Kami percaya bahwa memberikan rudal surface-to-air di Suriah akan
mengubah keseimbangan kekuasaan di darat. Ini akan memungkinkan oposisi moderat
untuk dapat menetralisir helikopter dan pesawat yang menjatuhkan bahan kimia
dan telah menjadikan mereka sasaran pemboman, seperti rudal
surface-to-air di Afghanistan mampu mengubah keseimbangan kekuasaan di
sana. Ini harus dipelajari dengan sangat hati-hati, karena Anda tidak ingin
senjata tersebut jatuh ke tangan yang salah.
SPIEGEL: Ke
tangan ISIS.
Al-Jubeir: Ini
adalah keputusan yang harus dibuat koalisi internasional. Ini bukan
keputusan Arab Saudi.
SPIEGEL:
Intervensi Rusia telah memiliki dampak besar pada situasi di Suriah. Bagaimana
Anda menggambarkan hubungan Arab Saudi dengan Rusia pada saat ini?
Al-Jubeir:
Selain perselisihan kami atas Suriah, saya akan mengatakan hubungan
kami dengan Rusia sangat baik dan kami sedang mencari jalan
untuk memperluas dan memperdalam hubungan. Dua puluh juta warga Rusia
adalah Muslim. Seperti Rusia, kami memiliki kepentingan dalam memerangi
radikalisme dan ekstremisme. Kami berdua memiliki kepentingan di pasar energi
yang stabil. Bahkan perselisihan atas Suriah lebih dari satu taktis dari satu
strategis. Kami berdua ingin Suriah bersatu yang stabil di mana semua warga
Suriah menikmati hak yang sama.
SPIEGEL:
Kedengarannya baik dan bagus, tetapi Anda juga memberikan dukungan ke pihak
“lawan” dalam perang. Bahkan lebih dari hubungan Anda dengan Rusia, dunia
khawatir tentang perpecahan mendalam antara Arab Saudi dan Iran.
Al-Jubeir:
Iran telah menjadi tetangga selama ribuan tahun, dan akan terus menjadi
tetangga selama ribuan tahun. Kami tidak punya
masalah untuk mengembangkan hubungan terbaik yang kita bisa
dengan Iran. Tapi setelah revolusi 1979, Iran memulai kebijakan sektarianisme.

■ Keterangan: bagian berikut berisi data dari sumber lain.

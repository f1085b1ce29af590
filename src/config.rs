use serde::Deserialize;

use crate::state::{
    DEFAULT_BIO_MIN_READ_MS, DEFAULT_RAGE_THRESHOLD, DEFAULT_RAGE_WINDOW_MS,
    DEFAULT_SCROLL_MILESTONES,
};

/// Id of the optional inline JSON block that overrides the defaults:
/// `<script type="application/json" id="portfolio-tracking-config">`.
pub const CONFIG_ELEMENT_ID: &str = "portfolio-tracking-config";

/// CSS selectors for the page regions each observer attaches to.
#[derive(Clone, Debug, Deserialize, PartialEq)]
#[serde(default)]
pub struct Selectors {
    pub sunset_notice: String,
    pub tracked_sections: String,
    pub section_heading: String,
    pub book_link: String,
    pub nav_link: String,
    pub featured_project: String,
    pub screenshot_link: String,
    pub screenshot_caption: String,
    pub bio: String,
    pub video_link: String,
    pub footer_link: String,
    pub rage_click_target: String,
}

impl Default for Selectors {
    fn default() -> Self {
        Self {
            sunset_notice: ".sunset-notice".to_string(),
            tracked_sections: ".portfolio-section, .featured-project, .portfolio-bio, .books-section"
                .to_string(),
            section_heading: "h2, h3".to_string(),
            book_link: ".book-item a".to_string(),
            nav_link: "nav a, .nav-items a".to_string(),
            featured_project: ".featured-project".to_string(),
            screenshot_link: ".screenshot-item a".to_string(),
            screenshot_caption: ".screenshot-caption".to_string(),
            bio: ".portfolio-bio".to_string(),
            video_link: r#"a[href*="youtube.com"], a[href*="youtu.be"]"#.to_string(),
            footer_link: "footer a".to_string(),
            rage_click_target: "a, button, .book-item, .screenshot-item".to_string(),
        }
    }
}

/// Tunables for the page instrumentation. Event names and attribute keys
/// are fixed and deliberately absent here.
#[derive(Clone, Debug, Deserialize, PartialEq)]
pub struct TrackingConfig {
    #[serde(default = "default_scroll_milestones")]
    pub scroll_milestones: Vec<u32>,
    #[serde(default = "default_scroll_debounce_ms")]
    pub scroll_debounce_ms: u64,
    #[serde(default = "default_rage_click_window_ms")]
    pub rage_click_window_ms: f64,
    #[serde(default = "default_rage_click_threshold")]
    pub rage_click_threshold: u32,
    #[serde(default = "default_bio_min_read_ms")]
    pub bio_min_read_ms: f64,
    #[serde(default = "default_sunset_visible_ratio")]
    pub sunset_visible_ratio: f64,
    #[serde(default = "default_section_visible_ratio")]
    pub section_visible_ratio: f64,
    #[serde(default = "default_bio_visible_ratio")]
    pub bio_visible_ratio: f64,
    #[serde(default = "default_log_events")]
    pub log_events: bool,
    #[serde(default)]
    pub selectors: Selectors,
}

fn default_scroll_milestones() -> Vec<u32> {
    DEFAULT_SCROLL_MILESTONES.to_vec()
}

fn default_scroll_debounce_ms() -> u64 {
    100
}

fn default_rage_click_window_ms() -> f64 {
    DEFAULT_RAGE_WINDOW_MS
}

fn default_rage_click_threshold() -> u32 {
    DEFAULT_RAGE_THRESHOLD
}

fn default_bio_min_read_ms() -> f64 {
    DEFAULT_BIO_MIN_READ_MS
}

fn default_sunset_visible_ratio() -> f64 {
    0.5
}

fn default_section_visible_ratio() -> f64 {
    0.3
}

fn default_bio_visible_ratio() -> f64 {
    0.5
}

fn default_log_events() -> bool {
    true
}

impl Default for TrackingConfig {
    fn default() -> Self {
        Self {
            scroll_milestones: default_scroll_milestones(),
            scroll_debounce_ms: default_scroll_debounce_ms(),
            rage_click_window_ms: default_rage_click_window_ms(),
            rage_click_threshold: default_rage_click_threshold(),
            bio_min_read_ms: default_bio_min_read_ms(),
            sunset_visible_ratio: default_sunset_visible_ratio(),
            section_visible_ratio: default_section_visible_ratio(),
            bio_visible_ratio: default_bio_visible_ratio(),
            log_events: default_log_events(),
            selectors: Selectors::default(),
        }
    }
}

impl TrackingConfig {
    pub fn from_json(json: &str) -> Result<Self, serde_json::Error> {
        serde_json::from_str(json)
    }
}

/// Load the tracking config from the page.
///
/// # Fallback Behavior
///
/// Returns the defaults if:
/// - There is no config element (the normal case)
/// - The element is empty
/// - The JSON is malformed (logged as a warning)
pub fn load_config() -> TrackingConfig {
    let json = leptos::document()
        .get_element_by_id(CONFIG_ELEMENT_ID)
        .and_then(|el| el.text_content())
        .filter(|text| !text.trim().is_empty());

    match json {
        Some(json) => TrackingConfig::from_json(&json).unwrap_or_else(|e| {
            leptos::logging::warn!(
                "Portfolio tracking: failed to parse #{} (using defaults): {}",
                CONFIG_ELEMENT_ID,
                e
            );
            TrackingConfig::default()
        }),
        None => TrackingConfig::default(),
    }
}
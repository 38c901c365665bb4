//! Masked line entry for the API key.
//!
//! [`SecretMask`] is a rustyline helper whose highlighter draws every character of the
//! line as `*` while masking is on.  The editor still holds the real text; only what
//! reaches the terminal changes.

use std::borrow::Cow;

use rustyline::Helper;
use rustyline::completion::Completer;
use rustyline::highlight::{CmdKind, Highlighter};
use rustyline::hint::Hinter;
use rustyline::validate::Validator;

const MASK_CHAR: char = '*';

/// Line editor helper that can hide the line being typed.
#[derive(Debug, Default)]
pub struct SecretMask {
    masking: bool,
}

impl SecretMask {
    /// Creates a helper with masking off.
    pub fn new() -> Self {
        Self::default()
    }

    /// Turns masking on or off for subsequent redraws.
    pub fn set_masking(&mut self, masking: bool) {
        self.masking = masking;
    }

    /// True while typed text is hidden.
    pub fn is_masking(&self) -> bool {
        self.masking
    }
}

/// Replaces every character of `line` with the mask character.
pub fn mask(line: &str) -> String {
    line.chars().map(|_| MASK_CHAR).collect()
}

impl Highlighter for SecretMask {
    fn highlight<'l>(&self, line: &'l str, _pos: usize) -> Cow<'l, str> {
        if self.masking {
            Cow::Owned(mask(line))
        } else {
            Cow::Borrowed(line)
        }
    }

    fn highlight_char(&self, _line: &str, _pos: usize, _kind: CmdKind) -> bool {
        self.masking
    }
}

impl Completer for SecretMask {
    type Candidate = String;
}

impl Hinter for SecretMask {
    type Hint = String;
}

impl Validator for SecretMask {}

impl Helper for SecretMask {}

#[cfg(test)]
mod tests {
    use super::*;

    #[test]
    fn masked_line_hides_every_character() {
        let mut helper = SecretMask::new();
        helper.set_masking(true);
        assert!(helper.is_masking());
        assert_eq!(helper.highlight("sk-abc123", 9), "*********");
        assert_eq!(helper.highlight("", 0), "");
        assert!(helper.highlight_char("sk", 2, CmdKind::Other));
    }

    #[test]
    fn unmasked_line_is_unchanged() {
        let helper = SecretMask::new();
        assert!(!helper.is_masking());
        assert!(matches!(helper.highlight("Hello", 5), Cow::Borrowed("Hello")));
        assert!(!helper.highlight_char("Hello", 5, CmdKind::Other));
    }

    #[test]
    fn mask_counts_characters_not_bytes() {
        assert_eq!(mask("clé"), "***");
    }
}
use std::ops::Deref;

use serde::{Deserialize, Serialize};

use crate::error::Result;
use crate::types::{Message, MessageRole};

/// The ordered list of messages in a conversation.
///
/// Messages are only ever appended; the sole in-place mutation is replacing the
/// trailing assistant message while its response streams in.  The transcript
/// serializes as a bare JSON array of `{role, content}` objects.
#[derive(Debug, Clone, Default, PartialEq, Eq, Serialize, Deserialize)]
#[serde(transparent)]
pub struct Transcript {
    messages: Vec<Message>,
}

impl Transcript {
    /// Creates an empty transcript.
    pub fn new() -> Self {
        Self::default()
    }

    /// Appends a message.
    pub fn push(&mut self, message: Message) {
        self.messages.push(message);
    }

    /// Replaces the trailing assistant message wholesale.
    ///
    /// Returns false and leaves the transcript untouched when the last message is
    /// missing or was not written by the assistant.
    pub fn replace_last_assistant(&mut self, content: impl Into<String>) -> bool {
        match self.messages.last_mut() {
            Some(last) if last.role == MessageRole::Assistant => {
                *last = Message::assistant(content);
                true
            }
            _ => false,
        }
    }

    /// Removes every message.
    pub fn clear(&mut self) {
        self.messages.clear();
    }

    /// The messages in chronological order.
    pub fn messages(&self) -> &[Message] {
        &self.messages
    }

    /// Serializes to the persisted JSON form.
    pub fn to_json(&self) -> Result<String> {
        Ok(serde_json::to_string(self)?)
    }

    /// Parses the persisted JSON form.
    pub fn from_json(json: &str) -> Result<Self> {
        Ok(serde_json::from_str(json)?)
    }
}

impl Deref for Transcript {
    type Target = [Message];

    fn deref(&self) -> &[Message] {
        &self.messages
    }
}

impl From<Vec<Message>> for Transcript {
    fn from(messages: Vec<Message>) -> Self {
        Self { messages }
    }
}

impl<'a> IntoIterator for &'a Transcript {
    type Item = &'a Message;
    type IntoIter = std::slice::Iter<'a, Message>;

    fn into_iter(self) -> Self::IntoIter {
        self.messages.iter()
    }
}

#[cfg(test)]
mod tests {
    use super::*;

    #[test]
    fn transcript_is_a_bare_array() {
        let transcript = Transcript::from(vec![Message::user("Hello"), Message::assistant("Hi")]);
        assert_eq!(
            transcript.to_json().unwrap(),
            r#"[{"role":"user","content":"Hello"},{"role":"assistant","content":"Hi"}]"#
        );
    }

    #[test]
    fn transcript_parses_persisted_form() {
        let transcript =
            Transcript::from_json(r#"[{"role":"user","content":"Hello"}]"#).unwrap();
        assert_eq!(transcript.messages(), &[Message::user("Hello")]);
    }

    #[test]
    fn transcript_rejects_malformed_json() {
        assert!(Transcript::from_json("{not json").is_err());
        assert!(Transcript::from_json(r#"{"role":"user"}"#).is_err());
    }

    #[test]
    fn replace_last_assistant_swaps_whole_message() {
        let mut transcript = Transcript::new();
        transcript.push(Message::user("Hello"));
        transcript.push(Message::placeholder());

        assert!(transcript.replace_last_assistant("Hi"));
        assert!(transcript.replace_last_assistant("Hi there"));
        assert_eq!(
            transcript.messages(),
            &[Message::user("Hello"), Message::assistant("Hi there")]
        );
    }

    #[test]
    fn replace_last_assistant_refuses_user_tail() {
        let mut transcript = Transcript::new();
        assert!(!transcript.replace_last_assistant("x"));
        transcript.push(Message::user("Hello"));
        assert!(!transcript.replace_last_assistant("x"));
        assert_eq!(transcript.len(), 1);
    }

    #[test]
    fn clear_empties() {
        let mut transcript = Transcript::from(vec![Message::user("a"), Message::assistant("b")]);
        transcript.clear();
        assert!(transcript.is_empty());
    }
}
use std::pin::Pin;
use std::time::{Duration, Instant};

use futures::Stream;
use futures::stream::StreamExt;
use reqwest::header::{HeaderMap, HeaderValue};
use reqwest::{Client as ReqwestClient, StatusCode, header};
use serde::Serialize;
use tracing::debug;
use url::Url;

use crate::decode::decode_text_stream;
use crate::error::{Error, Result};
use crate::observability::{CLIENT_REQUEST_DURATION, CLIENT_REQUEST_ERRORS, CLIENT_REQUESTS};

/// Base URL used when nothing else is configured.
pub const DEFAULT_BASE_URL: &str = "http://localhost:5050";

/// Header carrying the credential.
pub const API_KEY_HEADER: &str = "x-api-key";

const CHAT_PATH: &str = "chat";
const DEFAULT_CONNECT_TIMEOUT: Duration = Duration::from_secs(30);

/// A stream of decoded response text, in arrival order.
pub type TextStream = Pin<Box<dyn Stream<Item = Result<String>> + Send>>;

/// Something that can carry one prompt to the chat endpoint and stream the reply.
///
/// The session talks to the endpoint only through this trait so tests can substitute a
/// scripted transport.
#[async_trait::async_trait]
pub trait ChatTransport: Send + Sync {
    /// Issues one request for `prompt`, authorized by `credential`.
    ///
    /// Fails before yielding anything if the endpoint cannot be reached, answers with a
    /// non-success status, or has no body.  Otherwise returns the body as text
    /// fragments; a failure while reading ends the stream with an error item.
    async fn stream_chat(&self, prompt: &str, credential: &str) -> Result<TextStream>;
}

#[derive(Serialize)]
struct ChatRequest<'a> {
    prompt: &'a str,
}

/// Client for the chat endpoint.
#[derive(Debug, Clone)]
pub struct ChatClient {
    client: ReqwestClient,
    endpoint: Url,
}

impl ChatClient {
    /// Create a new client for the endpoint under `base_url`.
    pub fn new(base_url: &str) -> Result<Self> {
        Self::with_options(base_url, None)
    }

    /// Create a new client with a custom connect timeout.
    pub fn with_options(base_url: &str, connect_timeout: Option<Duration>) -> Result<Self> {
        let endpoint = chat_endpoint(base_url)?;
        let client = ReqwestClient::builder()
            .connect_timeout(connect_timeout.unwrap_or(DEFAULT_CONNECT_TIMEOUT))
            .build()
            .map_err(|e| {
                Error::http_client(
                    format!("Failed to build HTTP client: {}", e),
                    Some(Box::new(e)),
                )
            })?;

        Ok(Self { client, endpoint })
    }

    /// The full URL requests are sent to.
    pub fn endpoint(&self) -> &Url {
        &self.endpoint
    }

    fn headers(credential: &str) -> Result<HeaderMap> {
        let mut headers = HeaderMap::new();
        headers.insert(
            header::CONTENT_TYPE,
            HeaderValue::from_static("application/json"),
        );
        let credential = HeaderValue::from_str(credential).map_err(|_| {
            Error::validation(
                "API key contains characters that cannot be sent in a header",
                Some(API_KEY_HEADER.to_string()),
            )
        })?;
        headers.insert(API_KEY_HEADER, credential);
        Ok(headers)
    }
}

#[async_trait::async_trait]
impl ChatTransport for ChatClient {
    async fn stream_chat(&self, prompt: &str, credential: &str) -> Result<TextStream> {
        CLIENT_REQUESTS.click();
        let start = Instant::now();
        let result = self.open_stream(prompt, credential).await;
        CLIENT_REQUEST_DURATION.add(start.elapsed().as_secs_f64());
        if result.is_err() {
            CLIENT_REQUEST_ERRORS.click();
        }
        result
    }
}

impl ChatClient {
    async fn open_stream(&self, prompt: &str, credential: &str) -> Result<TextStream> {
        let headers = Self::headers(credential)?;
        debug!(endpoint = %self.endpoint, "sending chat request");

        let response = self
            .client
            .post(self.endpoint.clone())
            .headers(headers)
            .json(&ChatRequest { prompt })
            .send()
            .await
            .map_err(|e| {
                if e.is_timeout() {
                    Error::timeout(format!("Request timed out: {}", e), None)
                } else if e.is_connect() {
                    Error::connection(format!("Connection error: {}", e), Some(Box::new(e)))
                } else {
                    Error::http_client(format!("Request failed: {}", e), Some(Box::new(e)))
                }
            })?;

        let status = response.status();
        debug!(%status, "chat response received");
        if !status.is_success() {
            return Err(Error::api(
                status.as_u16(),
                status.canonical_reason().unwrap_or_default(),
            ));
        }
        if status == StatusCode::NO_CONTENT || status == StatusCode::RESET_CONTENT {
            return Err(Error::missing_body(format!(
                "endpoint answered {status} with no body"
            )));
        }

        let bytes = response.bytes_stream().map(|result| {
            result.map_err(|e| {
                Error::streaming(format!("Error in HTTP stream: {e}"), Some(Box::new(e)))
            })
        });
        Ok(Box::pin(decode_text_stream(Box::pin(bytes))))
    }
}

/// Resolves the chat endpoint under `base_url`, keeping any path prefix.
///
/// ```
/// # use palaver::chat_endpoint;
/// assert_eq!(chat_endpoint("http://localhost:5050").unwrap().as_str(), "http://localhost:5050/chat");
/// assert_eq!(chat_endpoint("https://example.com/api/").unwrap().as_str(), "https://example.com/api/chat");
/// ```
pub fn chat_endpoint(base_url: &str) -> Result<Url> {
    let mut base = Url::parse(base_url.trim())?;
    if !matches!(base.scheme(), "http" | "https") {
        return Err(Error::validation(
            format!("base URL must be http or https, got {}", base.scheme()),
            Some("base_url".to_string()),
        ));
    }
    if !base.path().ends_with('/') {
        let path = format!("{}/", base.path());
        base.set_path(&path);
    }
    Ok(base.join(CHAT_PATH)?)
}

#[cfg(test)]
mod tests {
    use super::*;

    #[test]
    fn endpoint_from_bare_origin() {
        let client = ChatClient::new("http://localhost:5050").unwrap();
        assert_eq!(client.endpoint().as_str(), "http://localhost:5050/chat");
    }

    #[test]
    fn endpoint_keeps_path_prefix() {
        assert_eq!(
            chat_endpoint("https://example.com/v1").unwrap().as_str(),
            "https://example.com/v1/chat"
        );
        assert_eq!(
            chat_endpoint(" https://example.com/v1/ ").unwrap().as_str(),
            "https://example.com/v1/chat"
        );
    }

    #[test]
    fn endpoint_rejects_bad_urls() {
        assert!(matches!(chat_endpoint("not a url"), Err(Error::Url { .. })));
        assert!(chat_endpoint("ftp://example.com").unwrap_err().is_validation());
    }

    #[test]
    fn headers_carry_credential() {
        let headers = ChatClient::headers("abc123").unwrap();
        assert_eq!(headers.get(API_KEY_HEADER).unwrap(), "abc123");
        assert_eq!(
            headers.get(header::CONTENT_TYPE).unwrap(),
            "application/json"
        );
    }

    #[test]
    fn headers_reject_control_characters() {
        assert!(ChatClient::headers("abc\n123").unwrap_err().is_validation());
    }

    #[test]
    fn request_body_shape() {
        let body = serde_json::to_value(ChatRequest { prompt: "Hello" }).unwrap();
        assert_eq!(body, serde_json::json!({"prompt": "Hello"}));
    }
}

Iran memulai kebijakan memperluas revolusi, campur tangan dengan urusan tetangganya,
kebijakan membunuh diplomat dan menyerang kedutaan. Iran bertanggung jawab
untuk sejumlah serangan teroris di Inggris, mereka bertanggung jawab
atas penyelundupan bahan peledak dan obat-obatan ke Arab Saudi. Dan Iran
bertanggung jawab karena telah menyiapkan milisi sektarian di Irak,
Pakistan, Afghanistan dan Yaman, yang bertujuan untuk mengacaukan negara-negara
tersebut.
SPIEGEL:
Jika semua hal ini terjadi, maka bagaimana mungkin Anda bisa membangun
“hubungan terbaik yang Anda bisa” dengan Iran?
Al-Jubeir: Ya,
kami ingin memiliki hubungan baik dengan Iran, tetapi jika mereka ingin
hubungan baik dengan kami, maka saya katakan kepada mereka: Jangan terus
menyerang kami seperti yang Anda lakukan selama 35 tahun terakhir. Selama
kebijakan agresif Iran diteruskan, hal tersebut akan berdampak buruk
bagi kawasan tersebut. Iran harus memutuskan apakah ingin revolusi atau
(menjadi) bangsa yang beradab.
SPIEGEL:
Apakah Iran satu-satunya yang harus disalahkan? Apa yang bisa Arab Saudi
tawarkan untuk meningkatkan hubungan yang vital ini?
Al-Jubeir:
Tunjukkan satu diplomat Iran yang kami bunuh ! Saya bisa menunjukkan
banyak diplomat Saudi yang dibunuh oleh Iran. Tunjukkan satu kedutaan besar
Iran yang diserang oleh Arab Saudi. Tunjukkan satu kelompok teroris yang
kita tanam di Iran. Tunjukkan satu kegiatan Arab Saudi
yang menciptakan masalah di antara minoritas Iran.
SPIEGEL:
Menteri Luar Negeri Iran, Mohammad Javad Zarif, menuduh Arab Saudi memprovokasi
Iran (dan menyebut Iran) secara aktif mensponsori kelompok-kelompok ekstremis
garis keras.
Al-Jubeir:
Provokasi macam apa yang dia bicarakan?
SPIEGEL:
Apakah Saudi Arabia tidak membiayai kelompok-kelompok ekstremis? Zarif
berbicara tentang serangan al-Qaida, al-Nusra Suriah dan kelompok lain –
yang melakukan serangan terhadap masjid Syiah di Irak sampai Yaman.
Al-Jubeir: Ya,
tapi itu bukan perbuatan kami. Kami tidak mentolerir terorisme. Kami
melawan teroris dan orang-orang yang mendukung mereka dan orang-orang yang
membenarkan tindakan mereka. Catatan kami sudah sangat jelas, bertentangan
dengan catatan mereka. Mereka adalah tempat berlabuh pemimpin al-Qaida.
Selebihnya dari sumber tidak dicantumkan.